E depois do adeus
O referendo no Reino Unido suscitou, desde a sua convocação, imensa atenção devido aos riscos que continha. Desde logo, pela possibilidade de vir a gerar a saída de um dos mais relevantes Estados da União Europeia.
Apesar de não ser um dos membros da Zona Euro; de ser muito conhecida a sua distância face aos movimentos de maior integração; de ser evidente e cristalino o ceticismo britânico perante a realidade da União Europeia: o Reino Unido é o Reino Unido e a possibilidade da primeira saída de um membro da União Europeia tornou-se uma realidade muito próxima.
Durante décadas essa era uma mera possibilidade teórica. Tão estranha que nem sequer estava prevista de forma expressa nos Tratados. Ainda hoje o seu regime jurídico e forma de procedimento levantam dúvidas. Assim, era uma hipótese que por várias razões sempre foi meramente teórica e que recentemente se foi apresentando como uma possibilidade bastante real. Apesar de nos últimos tempos a esperança num resultado de manutenção ter crescido, o risco estava lá. O resultado do referendo foi claro. Pela primeira vez, um Estado soberano decidiu de forma democrática pela saída.

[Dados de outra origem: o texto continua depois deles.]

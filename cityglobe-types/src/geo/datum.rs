/// Reference ellipsoid the geographic coordinates are defined on.
#[derive(Debug, Clone, Copy, PartialEq)]
pub struct Datum {
    semimajor: f64,
}

impl Datum {
    /// World Geodetic System 1984.
    pub const WGS84: Self = Datum {
        semimajor: 6_378_137.0,
    };

    /// Semimajor axis of the ellipsoid in meters.
    pub fn semimajor(&self) -> f64 {
        self.semimajor
    }
}

impl Default for Datum {
    fn default() -> Self {
        Self::WGS84
    }
}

Assente este facto convém olhar para as suas consequências. Em todo este processo, sempre tive a perceção que o maior risco seria que tudo continuasse na mesma. Infelizmente, os primeiros sinais têm vindo a confirmar as minhas previsões. A generalidade dos dirigentes europeus têm centrado o seu discurso apenas na necessidade de encontrar a forma de a saída do Reino Unido ser muito rápida. Até agora não vi uma alma que apontasse um caminho para a Europa. Está tudo muito preocupado em apresentar um ar carregado e grave, afirmando: "Vamos mas é tratar disto depressa".
Bem sei que a manutenção de um Estado-membro que já não o é se apresenta como insustentável. Mas será que ninguém percebeu que estamos perante um fim de ciclo? Que é altura de tomar opções. Que se não se passa para outra fase tudo terminará. Que é necessário afirmar uma liderança clara. Que a falta de um projeto político está a degradar a União Europeia. Que o Brexit é uma mera consequência de uma decomposição sustentada.
Esta é uma altura de tomar opções. A minha é europeia. Escolho outra Europa bem diferente das outras Europas que por ai têm sido cantadas. O lado europeu tem perdido sistematicamente discurso político quer perante os extremismos mais declarados, como perante os outros que clamam contra a austeridade, que quando praticada à direita é "ideologia" e quando praticada à esquerda é "imposta".
Esta referência é relevante na medida em que relembra a relevância da prosperidade. As sociedades precisam de crescimento económico; este só se faz num clima de confiança; e a direção e estabilidade política é essencial para a conseguir.
Logo, hoje a resposta tem de ser política. Tem de ser imaginativa, flexível e adequada às circunstâncias. É altura de assumir que estas resultam na necessidade de ter uma Europa a duas ou mais velocidades. Uma primeira para todos aqueles que voluntariamente aderiram ao euro, uma segunda à luz do Tratado de Lisboa de um espaço comum de liberdades de circulação.
Uma primeira que se deve federalizar com um Governo e parlamento próprios e regras muitos claras, exequíveis com a flexibilidade necessária. Uma segunda que não exige um compromisso tão marcado, mas dá um direito de escolha e a aplicação de políticas comuns para além da económica, orçamental e monetária.
Esta Europa da nova fase vai exigir lideranças que percebam a sua responsabilidade. A margem de erro é quase nula. A fase dos "pais fundadores" terminou. Nesta nova é preciso fazer agora o que décadas de líderes europeus não fizeram. É a hora de corrigir os erros crassos cometidos, desde logo na instituição da Zona Euro de forma incompleta. Se as novas lideranças não conseguirem ultrapassar os egoísmos nacionais no funcionamento do união económica, da união monetária e da união bancária, o fim estará ao virar da esquina. Ainda tenho uma firme esperança que assim não será.